WORK ORDER: Write every record out again exactly as shown below.

DATA PROVIDED:

Content starts

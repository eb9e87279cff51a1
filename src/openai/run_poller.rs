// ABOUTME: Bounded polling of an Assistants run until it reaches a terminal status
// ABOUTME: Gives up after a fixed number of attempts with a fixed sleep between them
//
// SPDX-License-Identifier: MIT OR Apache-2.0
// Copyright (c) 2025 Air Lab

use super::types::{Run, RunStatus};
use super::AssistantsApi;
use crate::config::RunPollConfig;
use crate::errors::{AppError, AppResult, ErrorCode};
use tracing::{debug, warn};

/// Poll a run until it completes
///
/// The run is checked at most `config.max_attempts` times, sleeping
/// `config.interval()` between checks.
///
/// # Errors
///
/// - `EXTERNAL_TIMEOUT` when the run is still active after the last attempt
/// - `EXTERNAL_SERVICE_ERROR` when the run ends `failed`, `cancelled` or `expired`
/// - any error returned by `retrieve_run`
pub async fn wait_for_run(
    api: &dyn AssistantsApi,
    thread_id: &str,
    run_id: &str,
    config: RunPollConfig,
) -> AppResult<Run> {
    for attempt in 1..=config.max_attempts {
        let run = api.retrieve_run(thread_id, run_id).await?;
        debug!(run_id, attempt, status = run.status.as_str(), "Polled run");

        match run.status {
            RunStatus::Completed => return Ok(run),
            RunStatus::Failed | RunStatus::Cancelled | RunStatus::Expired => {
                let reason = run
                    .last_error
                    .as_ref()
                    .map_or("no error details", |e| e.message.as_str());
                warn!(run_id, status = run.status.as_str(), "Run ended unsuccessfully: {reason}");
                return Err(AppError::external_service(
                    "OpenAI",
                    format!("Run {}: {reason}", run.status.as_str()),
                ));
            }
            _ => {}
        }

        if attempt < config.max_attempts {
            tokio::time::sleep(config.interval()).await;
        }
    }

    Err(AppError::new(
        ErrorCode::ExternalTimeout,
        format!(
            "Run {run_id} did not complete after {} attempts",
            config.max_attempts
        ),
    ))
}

Content ends

OUTPUT FOR THIS TASK:
repository eb9e87279cff51a1
filename src/openai/run_poller.rs
// ABOUTME: Bounded polling of an Assistants run until it reaches a terminal status
// ABOUTME: Gives up after a fixed number of attempts with a fixed sleep between them
//
// SPDX-License-Identifier: MIT OR Apache-2.0
// Copyright (c) 2025 Air Lab

use super::types::{Run, RunStatus};
use super::AssistantsApi;
use crate::config::RunPollConfig;
use crate::errors::{AppError, AppResult, ErrorCode};
use tracing::{debug, warn};

/// Poll a run until it completes
///
/// The run is checked at most `config.max_attempts` times, sleeping
/// `config.interval()` between checks.
///
/// # Errors
///
/// - `EXTERNAL_TIMEOUT` when the run is still active after the last attempt
/// - `EXTERNAL_SERVICE_ERROR` when the run ends `failed`, `cancelled` or `expired`
/// - any error returned by `retrieve_run`
pub async fn wait_for_run(
    api: &dyn AssistantsApi,
    thread_id: &str,
    run_id: &str,
    config: RunPollConfig,
) -> AppResult<Run> {
    for attempt in 1..=config.max_attempts {
        let run = api.retrieve_run(thread_id, run_id).await?;
        debug!(run_id, attempt, status = run.status.as_str(), "Polled run");

        match run.status {
            RunStatus::Completed => return Ok(run),
            RunStatus::Failed | RunStatus::Cancelled | RunStatus::Expired => {
                let reason = run
                    .last_error
                    .as_ref()
                    .map_or("no error details", |e| e.message.as_str());
                warn!(run_id, status = run.status.as_str(), "Run ended unsuccessfully: {reason}");
                return Err(AppError::external_service(
                    "OpenAI",
                    format!("Run {}: {reason}", run.status.as_str()),
                ));
            }
            _ => {}
        }

        if attempt < config.max_attempts {
            tokio::time::sleep(config.interval()).await;
        }
    }

    Err(AppError::new(
        ErrorCode::ExternalTimeout,
        format!(
            "Run {run_id} did not complete after {} attempts",
            config.max_attempts
        ),
    ))
}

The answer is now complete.